Atomic Blonde (2017) Review

I really wanted to be crazy about Atomic Blonde. I’d been looking forward to it since viewing the trailer 6 months prior. With my love for neon, moody lighting, femme fatales and “New Order” it should have been incredible. To my dismay I neither liked, nor disliked it. The fight sequences were the only badass thing about this movie. Overall it was just… a solid shoulder shrug.



Compositionally, Atomic Blonde could have been a bombshell, rooted in the light and reflections so loved in 80’s cinema. Maybe I’m being overly critical but most of the filler shots felt like cinematographer Jonathan Sela just haphazardly threw neon on everything and crossed his fingers. That being said, his 7 minute long action take near the end was simply superb. I’ve been on a best of the 80’s film bender and have seen some extremely well composed and aesthetically pleasing films  – see Michael Mann’s “Thief” from 1981 – which are hard to live up to. 


The spray painted graphics in the film just felt clunky, taking away from both the plot and the style.



The supporting performances didn’t do much for me either. James McAvoy was cartoonish at best. The believable performances were from star Charlize Theron and surprisingly an actor I’ve never seen before, Bill Skarsgård, who I hope to see more of in the future. Although Theron did a stand up job, I didn’t feel much for her cause. I wasn’t really rooting for her until the ending action sequence. Her “save the cat” moment came to late. 



I was really hoping the plot of Atomic Blonde would match the fighting sequences. But it just fell flat. What was that ending? It seemed like they weren’t sure how to communicate it. 


Back to the action. The good stuff. The use of fluid camera movements in the fight scenes were heavily influenced by film “Jon Wick”. Every brutal punch, stab and shot was engaging, stylish and entertaining. I’m relieved that the era of the “Borne Identity” shaky-cam style, chopping editing, action is being replaced by more fluid choreography and strategic camera positioning.



The accuracy of the fighting was refreshing as our hero is often cornered to use objects around her, like the heel of her shoe, strategic covers, patience, cunning and the body weight of her foes.

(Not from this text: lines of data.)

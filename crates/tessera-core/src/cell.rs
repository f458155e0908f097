//! Terrain cells.
//!
//! Each grid slot holds at most one [`Cell`]. Cells never move; they decide
//! whether an actor may enter ([`Cell::check_pass`]) and carry out the side
//! effects of entry through the grid's terrain resolver. A cell can schedule
//! its own replacement with [`Cell::transform_to`], which the grid performs
//! once the countdown runs out.

use std::fmt;

use serde::{Deserialize, Serialize};

use crate::actor::{Actor, Immunity};
use crate::component::Component;
use crate::config::GridConfig;

/// Colour shared by keys and the doors they open.
#[derive(Debug, Clone, Copy, PartialEq, Eq, Hash, PartialOrd, Ord, Serialize, Deserialize)]
pub enum KeyColor {
    /// Red key or door.
    Red,
    /// Blue key or door.
    Blue,
    /// Green key or door.
    Green,
    /// Yellow key or door.
    Yellow,
}

impl fmt::Display for KeyColor {
    fn fmt(&self, f: &mut fmt::Formatter<'_>) -> fmt::Result {
        match self {
            Self::Red => write!(f, "red"),
            Self::Blue => write!(f, "blue"),
            Self::Green => write!(f, "green"),
            Self::Yellow => write!(f, "yellow"),
        }
    }
}

/// Terrain variants.
#[derive(Debug, Clone, Copy, PartialEq, Eq, Serialize, Deserialize)]
pub enum CellKind {
    /// Open ground.
    Floor,
    /// Impassable.
    Wall,
    /// Drowns visitors without water immunity. A block fills it with dirt.
    Water,
    /// Burns visitors without fire immunity.
    Fire,
    /// Player-only; cleared to floor on entry.
    Dirt,
    /// Player-only with a matching key; opens into floor.
    Door {
        /// Key colour required.
        color: KeyColor,
    },
    /// Player-only; entering completes the level.
    Exit,
}

impl CellKind {
    /// Short name used in logs and attribute errors.
    #[must_use]
    pub const fn name(&self) -> &'static str {
        match self {
            Self::Floor => "Floor",
            Self::Wall => "Wall",
            Self::Water => "Water",
            Self::Fire => "Fire",
            Self::Dirt => "Dirt",
            Self::Door { .. } => "Door",
            Self::Exit => "Exit",
        }
    }

    /// Number of tileset frames for this kind.
    #[must_use]
    pub const fn frame_count(&self) -> usize {
        match self {
            Self::Water | Self::Fire => 4,
            _ => 1,
        }
    }

    /// Whether this terrain animates continuously.
    #[must_use]
    pub const fn is_animated(&self) -> bool {
        matches!(self, Self::Water | Self::Fire)
    }
}

impl fmt::Display for CellKind {
    fn fmt(&self, f: &mut fmt::Formatter<'_>) -> fmt::Result {
        match self {
            Self::Door { color } => write!(f, "Door({color})"),
            other => f.write_str(other.name()),
        }
    }
}

/// A scheduled replacement.
#[derive(Debug, Clone, PartialEq)]
pub struct PendingTransform {
    /// Cell placed in this slot once the countdown ends.
    pub target: Box<Cell>,
    /// Updates left before the replacement.
    pub frames_remaining: u32,
}

/// A terrain cell.
#[derive(Debug, Clone, PartialEq)]
pub struct Cell {
    component: Component,
    kind: CellKind,
    pending: Option<PendingTransform>,
}

impl Cell {
    /// Creates a detached cell of the given kind.
    #[must_use]
    pub fn new(kind: CellKind) -> Self {
        let mut component = Component::new(kind.frame_count());
        if kind.is_animated() {
            // frames are in range by construction
            let frames: Vec<usize> = (0..kind.frame_count()).collect();
            let _ = component.animate_frames(&frames, true, 6);
        }
        Self {
            component,
            kind,
            pending: None,
        }
    }

    /// Shorthand for a floor cell.
    #[must_use]
    pub fn floor() -> Self {
        Self::new(CellKind::Floor)
    }

    /// Shorthand for a wall cell.
    #[must_use]
    pub fn wall() -> Self {
        Self::new(CellKind::Wall)
    }

    /// The terrain variant.
    #[must_use]
    pub const fn kind(&self) -> CellKind {
        self.kind
    }

    pub(crate) fn kind_mut(&mut self) -> &mut CellKind {
        &mut self.kind
    }

    /// Shared component state.
    #[must_use]
    pub const fn component(&self) -> &Component {
        &self.component
    }

    /// Mutable shared component state.
    pub fn component_mut(&mut self) -> &mut Component {
        &mut self.component
    }

    /// The scheduled transform, if any.
    #[must_use]
    pub const fn pending(&self) -> Option<&PendingTransform> {
        self.pending.as_ref()
    }

    /// Pure predicate: may `visitor` enter this cell?
    #[must_use]
    pub fn check_pass(&self, visitor: &Actor) -> bool {
        match self.kind {
            CellKind::Floor | CellKind::Water | CellKind::Fire => true,
            CellKind::Wall => false,
            CellKind::Dirt | CellKind::Exit => visitor.is_player(),
            CellKind::Door { color } => visitor
                .inventory()
                .is_some_and(|inventory| inventory.has_key(color)),
        }
    }

    /// Whether entering this cell is fatal for `visitor`.
    #[must_use]
    pub fn is_hazard_for(&self, visitor: &Actor) -> bool {
        match self.kind {
            CellKind::Water => !visitor.immunity().contains(Immunity::WATER),
            CellKind::Fire => !visitor.immunity().contains(Immunity::FIRE),
            _ => false,
        }
    }

    /// Schedules replacement by `other` after `wait_frames` updates.
    ///
    /// Returns `false` without changing anything if a transform is already
    /// pending. A wait of zero replaces the cell on the next update.
    ///
    /// # Panics
    ///
    /// Panics if this cell is not attached to a grid or `other` is.
    pub fn transform_to(&mut self, other: Cell, wait_frames: u32) -> bool {
        assert!(
            self.component.is_attached(),
            "transform_to called on a detached {} cell",
            self.kind
        );
        assert!(
            !other.component.is_attached(),
            "transform target {} is already attached at {}",
            other.kind,
            other.component.head()
        );
        if self.pending.is_some() {
            return false;
        }
        self.pending = Some(PendingTransform {
            target: Box::new(other),
            frames_remaining: wait_frames,
        });
        true
    }

    /// Advances animation and the transform countdown.
    ///
    /// Returns true when a pending transform is due; the grid then collects
    /// it with [`Cell::take_due_transform`].
    pub fn update_frame(&mut self, frame: u64, config: &GridConfig) -> bool {
        self.component.update_frame(frame, config);
        match self.pending.as_mut() {
            Some(pending) => {
                pending.frames_remaining = pending.frames_remaining.saturating_sub(1);
                pending.frames_remaining == 0
            }
            None => false,
        }
    }

    pub(crate) fn take_due_transform(&mut self) -> Option<Cell> {
        match &self.pending {
            Some(pending) if pending.frames_remaining == 0 => {
                self.pending.take().map(|pending| *pending.target)
            }
            _ => None,
        }
    }
}

impl Default for Cell {
    fn default() -> Self {
        Self::floor()
    }
}

// =============================================================================
// Tests
// =============================================================================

Although she beats the bad guys, the bad guys sure beat her. She’s left looking like a punching bag.


Theron was very adamant about her character’s fighting ability. She constantly asked choreographers if a woman of her size could do what she was doing. She was satisfied and concluded with, “Yes, girls can do that.” This just added to the badassery and believability of the fight scenes. The more decent female lead action movies the better.




The last major action sequence of the film was brilliant. I couldn’t take my eyes off it. It was the moment where Theron, the action, and the plot shined like the beautiful neon of the 1980’s.


I give “Atomic Blonde” 7 punches out of 10 kicks.